Running roughly north and south just “over the hill” from Napa Valley to the east, Sonoma County has long been in the shadow of its better known more bustling neighbor. It doesn’t boast as many wineries, multi-million dollar visitor centers, or fine dining establishments as Napa, but rewards visitors with a more relaxed atmosphere and the opportunity to see what California wine country was like before rampant commercialism turned it into a tourist attraction. It’s by no means neglected or ignored, an estimated seven million visitors come to Sonoma County every year. Among their options are 250 wineries, 120 small farms, 40 spas, 18 golf courses and some 500 restaurants!
Lying roughly an hour north of San Francisco, most visitors will fly to San Francisco or Oakland airport where they will pick up a car and head north, traveling either east or west of San Pablo Bay to reach the southern end of the region.
When to visit
Visiting Sonoma County is best during the late summer and early fall. This is harvest time when there is much activity in the vineyards and wineries. With crush going on the aroma of wine is in the air. Many of the wineries have special harvest tours that allow you to watch the grapes coming in and see them being crushed. These tours are usually by reservation so call ahead of time. April through October boasts mostly days of sunshine which makes it ideal for exploring the Sonoma countryside.
The Regions and Towns
The major wine regions in Sonoma County, running from North to South, are Rockpile, Dry Creek, Alexander, Knights Valley, Chalk Hill, Russian River Valley, Green Valley, Bennett Valley, Sonoma Mountain, Sonoma Coast, Sonoma Valley, and Los Carneros/Sonoma. The wines they produce are distinctive reflections of their microclimates.
The oldest town in the Wine Country. Center of this town is its eight-acre, park-like plaza surrounded by historic adobe buildings that house boutiques, antique stores, restaurants, food shops and several renovated Gold Rush-era hotels. These adobes are the largest group of old adobes north of Monterey. A town’s Spanish colonial past is today the center for the famed Sonoma Valley Appellation and home of the nationally recognized Sonoma Valley Film Festival.
In Sonoma Valley many of the wineries, shops and hotels center around Glen Ellen. Truly a one street town, the downtown appears like a small village. But it is only a part of the area of Glen Ellen which spreads for miles. Once a booming lumber town, now famous for being the home of Jack London. A must see is the Jack London State Historic Park where the remains of his Wolf House is nestled within the forest. The town has excellent restaurants, and a wonderful grocery store for picnic fixings.
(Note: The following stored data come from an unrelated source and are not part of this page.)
//! Analysis configuration for textsim
//!
//! Defaults match the reference behavior of the comparison engine and can be
//! overridden from a TOML file passed via `--config`.

use std::fs;
use std::path::Path;

use serde::{Deserialize, Serialize};

use crate::error::{Result, TextsimError};
use crate::vector::Weighting;

/// Tuning knobs for document analysis
#[derive(Debug, Clone, Serialize, Deserialize)]
pub struct AnalysisConfig {
    /// N-gram order used for vectorization
    #[serde(default = "default_ngram_size")]
    pub ngram_size: usize,

    /// Number of most-similar chunk pairs to report
    #[serde(default = "default_top_n")]
    pub top_n: usize,

    /// Minimum character length for a paragraph to count as a chunk
    #[serde(default = "default_min_chunk_chars")]
    pub min_chunk_chars: usize,

    /// Maximum character length of a match snippet
    #[serde(default = "default_snippet_chars")]
    pub snippet_chars: usize,

    /// Ceiling on chunk pairs per comparison; larger comparisons are rejected
    #[serde(default = "default_max_chunk_pairs")]
    pub max_chunk_pairs: usize,

    /// Fold common Latin diacritics during normalization (é -> e)
    #[serde(default = "default_fold_diacritics")]
    pub fold_diacritics: bool,

    /// Term weighting for document comparison
    #[serde(default)]
    pub weighting: Weighting,
}

fn default_ngram_size() -> usize {
    2
}

fn default_top_n() -> usize {
    3
}

fn default_min_chunk_chars() -> usize {
    30
}

fn default_snippet_chars() -> usize {
    240
}

fn default_max_chunk_pairs() -> usize {
    250_000
}

fn default_fold_diacritics() -> bool {
    true
}

impl Default for AnalysisConfig {
    fn default() -> Self {
        AnalysisConfig {
            ngram_size: default_ngram_size(),
            top_n: default_top_n(),
            min_chunk_chars: default_min_chunk_chars(),
            snippet_chars: default_snippet_chars(),
            max_chunk_pairs: default_max_chunk_pairs(),
            fold_diacritics: default_fold_diacritics(),
            weighting: Weighting::default(),
        }
    }
}

impl AnalysisConfig {
    /// Load configuration from a TOML file
    pub fn load(path: &Path) -> Result<Self> {
        let content = fs::read_to_string(path)?;
        let config: AnalysisConfig = toml::from_str(&content)?;
        Ok(config)
    }

    /// Save configuration to a TOML file
    pub fn save(&self, path: &Path) -> Result<()> {
        let content = toml::to_string_pretty(self)
            .map_err(|e| TextsimError::Other(format!("failed to serialize config: {}", e)))?;
        fs::write(path, content)?;
        Ok(())
    }
}

#[cfg(test)]
mod tests {
    use super::*;
    use tempfile::tempdir;

    #[test]
    fn test_default_config() {
        let config = AnalysisConfig::default();
        assert_eq!(config.ngram_size, 2);
        assert_eq!(config.top_n, 3);
        assert_eq!(config.min_chunk_chars, 30);
        assert_eq!(config.snippet_chars, 240);
        assert_eq!(config.max_chunk_pairs, 250_000);
        assert!(config.fold_diacritics);
        assert_eq!(config.weighting, Weighting::TfIdf);
    }

    #[test]
    fn test_save_and_load() {
        let dir = tempdir().unwrap();
        let path = dir.path().join("config.toml");

        let config = AnalysisConfig {
            ngram_size: 3,
            top_n: 5,
            ..Default::default()
        };
        config.save(&path).unwrap();

        let loaded = AnalysisConfig::load(&path).unwrap();
        assert_eq!(loaded.ngram_size, 3);
        assert_eq!(loaded.top_n, 5);
        assert_eq!(loaded.min_chunk_chars, 30);
    }

    #[test]
    fn test_partial_file_uses_defaults() {
        let dir = tempdir().unwrap();
        let path = dir.path().join("config.toml");
        fs::write(&path, "ngram_size = 1\nweighting = \"tf\"\n").unwrap();

        let loaded = AnalysisConfig::load(&path).unwrap();
        assert_eq!(loaded.ngram_size, 1);
        assert_eq!(loaded.weighting, Weighting::Tf);
        assert_eq!(loaded.top_n, 3);
        assert!(loaded.fold_diacritics);
    }
}
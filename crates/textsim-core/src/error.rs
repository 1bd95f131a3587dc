//! Error types and exit codes for textsim
//!
//! Exit codes:
//! - 0: Success
//! - 1: Generic failure
//! - 2: Usage error (bad flags/args)
//! - 3: Data error (empty document, unreadable file, limit exceeded)

use thiserror::Error;

/// Exit codes for the textsim CLI
#[derive(Debug, Clone, Copy, PartialEq, Eq)]
pub enum ExitCode {
    /// Success (0)
    Success = 0,
    /// Generic failure (1)
    Failure = 1,
    /// Usage error - bad flags/args (2)
    Usage = 2,
    /// Data error - empty document, unreadable file (3)
    Data = 3,
}

impl From<ExitCode> for i32 {
    fn from(code: ExitCode) -> i32 {
        code as i32
    }
}

/// Which document of a comparison an error refers to
#[derive(Debug, Clone, Copy, PartialEq, Eq)]
pub enum DocSide {
    /// The first document (`file_a` / `textA`)
    A,
    /// The second document (`file_b` / `textB`)
    B,
}

impl std::fmt::Display for DocSide {
    fn fmt(&self, f: &mut std::fmt::Formatter<'_>) -> std::fmt::Result {
        match self {
            DocSide::A => write!(f, "A"),
            DocSide::B => write!(f, "B"),
        }
    }
}

/// Errors that can occur during textsim operations
#[derive(Error, Debug)]
pub enum TextsimError {
    // Usage errors (exit code 2)
    #[error("unknown format: {0} (expected: human or json)")]
    UnknownFormat(String),

    #[error("invalid {name}: {value} ({reason})")]
    InvalidParameter {
        name: String,
        value: String,
        reason: String,
    },

    #[error("{0}")]
    UsageError(String),

    // Data errors (exit code 3)
    #[error("document {side} has no usable chunks: {reason}")]
    EmptyDocument { side: DocSide, reason: String },

    #[error("unsupported format: {extension} (supported: {supported})")]
    UnsupportedFormat {
        extension: String,
        supported: String,
    },

    #[error("unreadable {source_name}: {reason}")]
    CorruptFile { source_name: String, reason: String },

    #[error("comparison too large: {chunks_a}x{chunks_b} chunk pairs exceeds limit {limit}")]
    ResourceLimit {
        chunks_a: usize,
        chunks_b: usize,
        limit: usize,
    },

    // Generic failures (exit code 1)
    #[error("IO error: {0}")]
    Io(#[from] std::io::Error),

    #[error("JSON error: {0}")]
    Json(#[from] serde_json::Error),

    #[error("TOML error: {0}")]
    Toml(#[from] toml::de::Error),

    #[error("{0}")]
    Other(String),
}

impl TextsimError {
    /// Create an error for an invalid request parameter
    pub fn invalid_parameter(
        name: &str,
        value: impl std::fmt::Display,
        reason: impl Into<String>,
    ) -> Self {
        TextsimError::InvalidParameter {
            name: name.to_string(),
            value: value.to_string(),
            reason: reason.into(),
        }
    }

    /// Create an error for a document with no usable chunks
    pub fn empty_document(side: DocSide, reason: impl Into<String>) -> Self {
        TextsimError::EmptyDocument {
            side,
            reason: reason.into(),
        }
    }

    /// Create an error for an unsupported file format
    pub fn unsupported_format(extension: impl Into<String>, supported: &str) -> Self {
        TextsimError::UnsupportedFormat {
            extension: extension.into(),
            supported: supported.to_string(),
        }
    }

    /// Create an error for an unreadable or undecodable file
    pub fn corrupt_file(source_name: impl Into<String>, reason: impl std::fmt::Display) -> Self {
        TextsimError::CorruptFile {
            source_name: source_name.into(),
            reason: reason.to_string(),
        }
    }

    /// Get the appropriate exit code for this error
    pub fn exit_code(&self) -> ExitCode {
        match self {
            TextsimError::UnknownFormat(_)
            | TextsimError::InvalidParameter { .. }
            | TextsimError::UsageError(_) => ExitCode::Usage,

            TextsimError::EmptyDocument { .. }
            | TextsimError::UnsupportedFormat { .. }
            | TextsimError::CorruptFile { .. }
            | TextsimError::ResourceLimit { .. } => ExitCode::Data,

            TextsimError::Io(_)
            | TextsimError::Json(_)
            | TextsimError::Toml(_)
            | TextsimError::Other(_) => ExitCode::Failure,
        }
    }

    /// Get the error type identifier
    fn error_type(&self) -> &'static str {
        match self {
            TextsimError::UnknownFormat(_) => "unknown_format",
            TextsimError::InvalidParameter { .. } => "invalid_parameter",
            TextsimError::UsageError(_) => "usage_error",
            TextsimError::EmptyDocument { .. } => "empty_document",
            TextsimError::UnsupportedFormat { .. } => "unsupported_format",
            TextsimError::CorruptFile { .. } => "corrupt_file",
            TextsimError::ResourceLimit { .. } => "resource_limit",
            TextsimError::Io(_) => "io_error",
            TextsimError::Json(_) => "json_error",
            TextsimError::Toml(_) => "toml_error",
            TextsimError::Other(_) => "other",
        }
    }

    /// Convert error to JSON representation for structured error output
    pub fn to_json(&self) -> serde_json::Value {
        serde_json::json!({
            "error": {
                "code": self.exit_code() as i32,
                "type": self.error_type(),
                "message": self.to_string(),
            }
        })
    }
}

/// Result type alias for textsim operations
pub type Result<T> = std::result::Result<T, TextsimError>;

#[cfg(test)]
mod tests {
    use super::*;

    #[test]
    fn test_exit_code_mapping() {
        let usage = TextsimError::invalid_parameter("n", 0, "must be >= 1");
        assert_eq!(usage.exit_code(), ExitCode::Usage);

        let data = TextsimError::empty_document(DocSide::A, "no chunks");
        assert_eq!(data.exit_code(), ExitCode::Data);

        let limit = TextsimError::ResourceLimit {
            chunks_a: 1000,
            chunks_b: 1000,
            limit: 250_000,
        };
        assert_eq!(limit.exit_code(), ExitCode::Data);

        let generic = TextsimError::Other("boom".to_string());
        assert_eq!(generic.exit_code(), ExitCode::Failure);
    }

    #[test]
    fn test_error_json_envelope() {
        let err = TextsimError::empty_document(DocSide::B, "no paragraph met the minimum length");
        let json = err.to_json();

        assert_eq!(json["error"]["code"], 3);
        assert_eq!(json["error"]["type"], "empty_document");
        let message = json["error"]["message"].as_str().unwrap();
        assert!(message.contains("document B"));
    }

    #[test]
    fn test_invalid_parameter_message() {
        let err = TextsimError::invalid_parameter("top_n", 0, "must be >= 1");
        assert_eq!(err.to_string(), "invalid top_n: 0 (must be >= 1)");
    }

    #[test]
    fn test_unsupported_format_message() {
        let err = TextsimError::unsupported_format("pdf", "txt, text, md, markdown");
        assert!(err.to_string().contains("pdf"));
        assert!(err.to_string().contains("txt"));
    }
}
The largest city in the heart of the wine country and famous for being the home of the late Charles Schulz, creator of “Peanuts.” Historic Railroad Square, just west of the freeway, has restored 19th century buildings filled with antique shops, stores and restaurants. Most of Santa Rosa was flattened during the 1906 earthquake. One area that survived, McDonald Street, has wonderfully restored Victorian houses with the highlight being the McDonald mansion. From May to September every Wednesday night Fourth Street comes alive. This is the Santa Rosa Farmers Market with music, street food, arts and crafts and entertainment attracting thousands.
Sebastapol is yippie/hippie kind of town with a lively arts scene and reputation for being environmentally correct. It has even declared itself a nuclear-free zone! It has wonderful shops and is especially known for its antique collectives making it an antique lovers MecCA Also famous for its bumper crop of apples each year.
This small but quaint town is off the beautiful Bohemian Highway just west of Sebastopol. In the 19th century this was a logging area and an important stop for the Northern Pacific Coast Railroad. Today it has an intimate charm with historic buildings that contain a few art galleries, craft stores, clothing boutiques and restaurants. The town is a popular stopping point for a day trip to the coast. The Union Hotel Restaurant and Negri’s are Italian family style restaurants very popular in the area, but as one local puts it their more about quantity then quality.
One of the main towns in the Russian River Valley. It is a two block historic Victorian resort town. Stroll around and visit the shops and restaurants. Nearby is Armstrong Woods which is a must for nature lovers. Some of the country’s oldest trees are there.
A charming example of Victorian shops, Bodega is famous for being the setting for Alfred Hitchcock’s classic film “The Birds.” This area is where you can whale watch between November and March. The whales pass by the Bay on their annual migration to and from Baja California.
This town recently redeveloped its downtown around an area they call “The Windsor Town Green.” Check out the shops and restaurants. During the summer months free entertainment takes place on “The Green.”
A favorite destination for locals as well as tourists just celebrated its 150th year anniversary. Healdsburg is a town known for its wine tasting rooms, shops, restaurants and lodging. The center of activity revolves around the newly restored Healdsburg Plaza. The Plaza is like a park landscaped with Palm and Oak trees where people picnic and during the summer on Tuesday nights listen to music. This town is located near three famous viticultural regions, the Alexander, Dry Creek and Russian River Valleys providing wine-country visitors with many exciting and interesting travel experiences.